C'è molto spazio per il progresso con Alexa quando si tratta di rispondere alle domande tramite la ricerca in linguaggio naturale. Abbiamo scoperto che Alexa è molto più bravo a gestire le query di navigazione rispetto alle ricerche informative. Sfidare Alexa a capire come rimuovere una macchia di caffè ha portato a istruzioni dettagliate, insieme a uno spot pubblicitario di Tide, ma quei tipi di risposte erano pochi e rari. Le domande informative che Alexa ha restituito sono state prese da Wikipedia: una solida fonte di informazioni, ma forse non il posto migliore per ottenere tutte le risposte.

OK, Google: facciamolo

Google Home riempie i buchi lasciati dagli altri dispositivi per la ricerca. In qualità di motore di ricerca leader nel mondo, il suo altoparlante intelligente ha accesso a un algoritmo migliore per fornire informazioni di qualità o accurate. Oltre alle query di base, il dispositivo è un punto di accesso a Google Maps, Google Shopping e Google Play. Tutte queste cose combinate rendono il suo altoparlante intelligente in grado di rispondere a un'ampia gamma di domande complesse. L'unico inconveniente è che viene perplesso dalle domande sull'industria dell'intrattenimento, quindi potrebbe non essere la migliore fonte per scoprire quando uscirà la prossima stagione di Stranger Things .

Il significato della vita

Avevamo un'ultima domanda per i dispositivi: qual è il significato della vita?

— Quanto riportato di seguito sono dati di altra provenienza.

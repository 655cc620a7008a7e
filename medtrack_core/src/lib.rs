#![forbid(unsafe_code)]

//! Core domain model and logic for the Medtrack medication schedule.
//!
//! This crate provides:
//! - Domain types (dose counts, date keys, calendar months)
//! - Calendar grid construction
//! - Chronological schedule indexing
//! - Daily dose checklist and prescription filtering
//! - Sample data, configuration and logging setup

pub mod types;
pub mod error;
pub mod calendar;
pub mod schedule;
pub mod daily;
pub mod prescriptions;
pub mod sample;
pub mod config;
pub mod logging;

// Re-export commonly used types
pub use error::{Error, Result};
pub use types::*;
pub use calendar::{build_month_grid, MonthGrid};
pub use schedule::{index_schedule, load_schedule};
pub use daily::{DailyChecklist, Dose};
pub use prescriptions::{filter_prescriptions, Prescription, PrescriptionStatus, StatusFilter};
pub use config::{Config, ViewMode};
pub mod models;
pub mod repo;
pub mod routes;

use async_trait::async_trait;
use axum::Router;
use vitrin_kernel::{AppState, Migration, Module};

/// Videos collection backing the storefront gallery page.
pub struct VideosModule;

impl VideosModule {
    pub const fn new() -> Self {
        Self
    }
}

#[async_trait]
impl Module for VideosModule {
    fn name(&self) -> &'static str {
        "videos"
    }

    fn routes(&self, state: AppState) -> Option<Router> {
        Some(routes::router(state))
    }

    fn openapi(&self) -> Option<serde_json::Value> {
        Some(serde_json::json!({
            "paths": {
                "/": {
                    "get": {
                        "summary": "List videos",
                        "tags": ["Videos"],
                        "parameters": [
                            {"name": "page", "in": "query", "schema": {"type": "integer", "default": 1}},
                            {"name": "limit", "in": "query", "schema": {"type": "integer", "default": 10, "maximum": 100}}
                        ],
                        "responses": {
                            "200": {"description": "Paginated videos"}
                        }
                    },
                    "post": {
                        "summary": "Create a video",
                        "tags": ["Videos"],
                        "requestBody": {
                            "content": {"application/json": {"schema": {"$ref": "#/components/schemas/VideoDraft"}}}
                        },
                        "responses": {
                            "201": {
                                "description": "Created video",
                                "content": {"application/json": {"schema": {"$ref": "#/components/schemas/Video"}}}
                            },
                            "422": {
                                "description": "Validation error",
                                "content": {"application/json": {"schema": {"$ref": "#/components/schemas/ErrorResponse"}}}
                            }
                        }
                    }
                },
                "/{id}": {
                    "get": {
                        "summary": "Fetch a video",
                        "tags": ["Videos"],
                        "parameters": [{"name": "id", "in": "path", "required": true, "schema": {"type": "string", "format": "uuid"}}],
                        "responses": {
                            "200": {
                                "description": "Video",
                                "content": {"application/json": {"schema": {"$ref": "#/components/schemas/Video"}}}
                            }
                        }
                    },
                    "patch": {
                        "summary": "Update a video",
                        "tags": ["Videos"],
                        "parameters": [{"name": "id", "in": "path", "required": true, "schema": {"type": "string", "format": "uuid"}}],
                        "responses": {
                            "200": {"description": "Updated video"}
                        }
                    },
                    "delete": {
                        "summary": "Delete a video",
                        "tags": ["Videos"],
                        "parameters": [{"name": "id", "in": "path", "required": true, "schema": {"type": "string", "format": "uuid"}}],
                        "responses": {
                            "204": {"description": "Deleted"}
                        }
                    }
                }
            },
            "components": {
                "schemas": {
                    "Video": {
                        "type": "object",
                        "properties": {
                            "id": {"type": "string", "format": "uuid"},
                            "title": {"type": "string"},
                            "url": {"type": "string", "description": "YouTube or Vimeo watch URL"},
                            "description": {"type": "string", "nullable": true},
                            "created_at": {"type": "string", "format": "date-time"},
                            "updated_at": {"type": "string", "format": "date-time"}
                        },
                        "required": ["id", "title", "url", "created_at", "updated_at"]
                    },
                    "VideoDraft": {
                        "type": "object",
                        "properties": {
                            "title": {"type": "string"},
                            "url": {"type": "string"},
                            "description": {"type": "string"}
                        },
                        "required": ["title", "url"]
                    }
                }
            }
        }))
    }

    fn migrations(&self) -> Vec<Migration> {
        vec![Migration {
            id: "001_create_table",
            up: "CREATE TABLE IF NOT EXISTS videos (\
                 id TEXT PRIMARY KEY, \
                 title TEXT NOT NULL, \
                 url TEXT NOT NULL, \
                 description TEXT, \
                 created_at TEXT NOT NULL, \
                 updated_at TEXT NOT NULL)",
        }]
    }
}

/// Create a new instance of the videos module
pub fn create_module() -> std::sync::Arc<dyn Module> {
    std::sync::Arc::new(VideosModule::new())
}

Hanno tutti restituito la stessa risposta: 42. Ci ha lasciato grattarci la testa fino a quando non l'abbiamo scoperto in una ricerca sul desktop. Abbiamo scoperto che 42 è un riferimento alla "Guida galattica per autostoppisti" in cui il computer Deep Thought affermava che "42" è il "significato della vita, dell'Universo e di tutto".

Sembra che ci vorrà un po' più di tempo prima che gli assistenti vocali diventino affidabili quanto i motori di ricerca che utilizziamo per desktop e dispositivi mobili, ma se si evolvono come previsto, molti di noi potrebbero rinunciare alle nostre tastiere per un onnisciente voce per aiutarci a navigare nella vita.

La buona notizia è che con l'introduzione del dispositivo Sonos One, un giorno potremmo avere le stesse scelte nell'utilizzo dei motori di ricerca che abbiamo sui dispositivi mobili e desktop. Sebbene Sonos inizialmente includa solo Amazon, la società afferma che prevede di aggiornare il suo software entro la fine dell'anno per aggiungere almeno Google Assistant e Apple AirPlay 2 per la musica.